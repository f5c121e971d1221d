//! Benchmarks for the collapse primitive, the Hausdorff measure and the
//! adaptive loop

use criterion::{black_box, criterion_group, criterion_main, BenchmarkId, Criterion};
use lowpoly_core::{Mesh, MeshSnapshot, Point3f};
use lowpoly_simplification::{
    one_sided_hausdorff, AdaptiveDecimator, CollapseDecimator, QuadricCollapser, QualityThreshold,
    SurfaceIndex,
};

fn generate_grid_mesh(size: usize) -> Mesh {
    let mut vertices = Vec::with_capacity(size * size);
    for y in 0..size {
        for x in 0..size {
            let fx = x as f32 / (size - 1) as f32 * std::f32::consts::PI;
            let fy = y as f32 / (size - 1) as f32 * std::f32::consts::PI;
            vertices.push(Point3f::new(
                x as f32,
                y as f32,
                (fx.sin() * fy.sin()) * 2.0,
            ));
        }
    }
    let mut faces = Vec::with_capacity((size - 1) * (size - 1) * 2);
    for y in 0..(size - 1) {
        for x in 0..(size - 1) {
            let tl = y * size + x;
            let tr = tl + 1;
            let bl = (y + 1) * size + x;
            let br = bl + 1;
            faces.push([tl, bl, tr]);
            faces.push([tr, bl, br]);
        }
    }
    Mesh::from_triangles(vertices, &faces)
}

fn bench_collapse(c: &mut Criterion) {
    let sizes = [20, 40, 80];
    let ratios = [0.2, 0.5];

    let mut group = c.benchmark_group("collapse");

    for &size in &sizes {
        let mesh = generate_grid_mesh(size);
        let triangles = mesh.triangles();

        for &ratio in &ratios {
            let target = (triangles.len() as f64 * ratio).round() as usize;
            group.bench_with_input(
                BenchmarkId::new(
                    "qem",
                    format!("{}f_r{}", triangles.len(), (ratio * 100.0) as u32),
                ),
                &target,
                |b, &target| {
                    let collapser = QuadricCollapser::new();
                    b.iter(|| {
                        let out = collapser.collapse(black_box(&mesh.vertices), black_box(&triangles), target);
                        black_box(out);
                    });
                },
            );
        }
    }

    group.finish();
}

fn bench_hausdorff(c: &mut Criterion) {
    let mut group = c.benchmark_group("hausdorff");

    for &size in &[40, 80, 160] {
        let reference = generate_grid_mesh(size);
        let target = generate_grid_mesh(size / 2);
        let faces = reference.face_count();

        group.bench_with_input(BenchmarkId::new("build_index", faces), &reference, |b, reference| {
            b.iter(|| black_box(SurfaceIndex::build(black_box(reference))));
        });

        group.bench_with_input(BenchmarkId::new("one_sided", faces), &reference, |b, reference| {
            b.iter(|| black_box(one_sided_hausdorff(black_box(&target), reference).unwrap()));
        });

        let index = SurfaceIndex::build(&reference);
        group.bench_with_input(BenchmarkId::new("query_prebuilt", faces), &index, |b, index| {
            b.iter(|| black_box(index.one_sided_hausdorff(black_box(&target)).unwrap()));
        });
    }

    group.finish();
}

fn bench_adaptive(c: &mut Criterion) {
    let snapshot = MeshSnapshot::new(generate_grid_mesh(60)).unwrap();
    let threshold = QualityThreshold::from_diagonal(snapshot.diagonal(), 0.001).unwrap();
    let decimator = AdaptiveDecimator::new(CollapseDecimator::default());
    let target = snapshot.face_count() / 5;

    c.bench_function("adaptive_loop_60", |b| {
        b.iter(|| {
            let report = decimator
                .decimate_with_quality_control(black_box(&snapshot), target, &threshold, 6)
                .unwrap();
            black_box(report);
        });
    });
}

criterion_group!(benches, bench_collapse, bench_hausdorff, bench_adaptive);
criterion_main!(benches);
//! Error types for lowpoly

use thiserror::Error;

/// Main error type for lowpoly operations
///
/// Configuration and geometry errors are fatal and raised before any mesh
/// is mutated. A missed quality target is not an error: it is reported on
/// the decimation report instead.
#[derive(Error, Debug)]
pub enum Error {
    #[error("Invalid configuration: {0}")]
    InvalidConfiguration(String),

    #[error("Invalid geometry: {0}")]
    InvalidGeometry(String),

    #[error("I/O error: {0}")]
    Io(#[from] std::io::Error),

    #[error("Unsupported format: {0}")]
    UnsupportedFormat(String),

    #[error("Format error: {0}")]
    Format(String),
}

/// Result type alias for lowpoly operations
pub type Result<T> = std::result::Result<T, Error>;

▶ [PROMPT]
Beginning with the very first line of the material above, give each line again exactly, ending with the line that contains "fn bench_collapse(c: &mut".

▶ [TASK SOLUTION]
repository f5c121e971d1221d
//! Benchmarks for the collapse primitive, the Hausdorff measure and the
//! adaptive loop

use criterion::{black_box, criterion_group, criterion_main, BenchmarkId, Criterion};
use lowpoly_core::{Mesh, MeshSnapshot, Point3f};
use lowpoly_simplification::{
    one_sided_hausdorff, AdaptiveDecimator, CollapseDecimator, QuadricCollapser, QualityThreshold,
    SurfaceIndex,
};

fn generate_grid_mesh(size: usize) -> Mesh {
    let mut vertices = Vec::with_capacity(size * size);
    for y in 0..size {
        for x in 0..size {
            let fx = x as f32 / (size - 1) as f32 * std::f32::consts::PI;
            let fy = y as f32 / (size - 1) as f32 * std::f32::consts::PI;
            vertices.push(Point3f::new(
                x as f32,
                y as f32,
                (fx.sin() * fy.sin()) * 2.0,
            ));
        }
    }
    let mut faces = Vec::with_capacity((size - 1) * (size - 1) * 2);
    for y in 0..(size - 1) {
        for x in 0..(size - 1) {
            let tl = y * size + x;
            let tr = tl + 1;
            let bl = (y + 1) * size + x;
            let br = bl + 1;
            faces.push([tl, bl, tr]);
            faces.push([tr, bl, br]);
        }
    }
    Mesh::from_triangles(vertices, &faces)
}

fn bench_collapse(c: &mut Criterion) {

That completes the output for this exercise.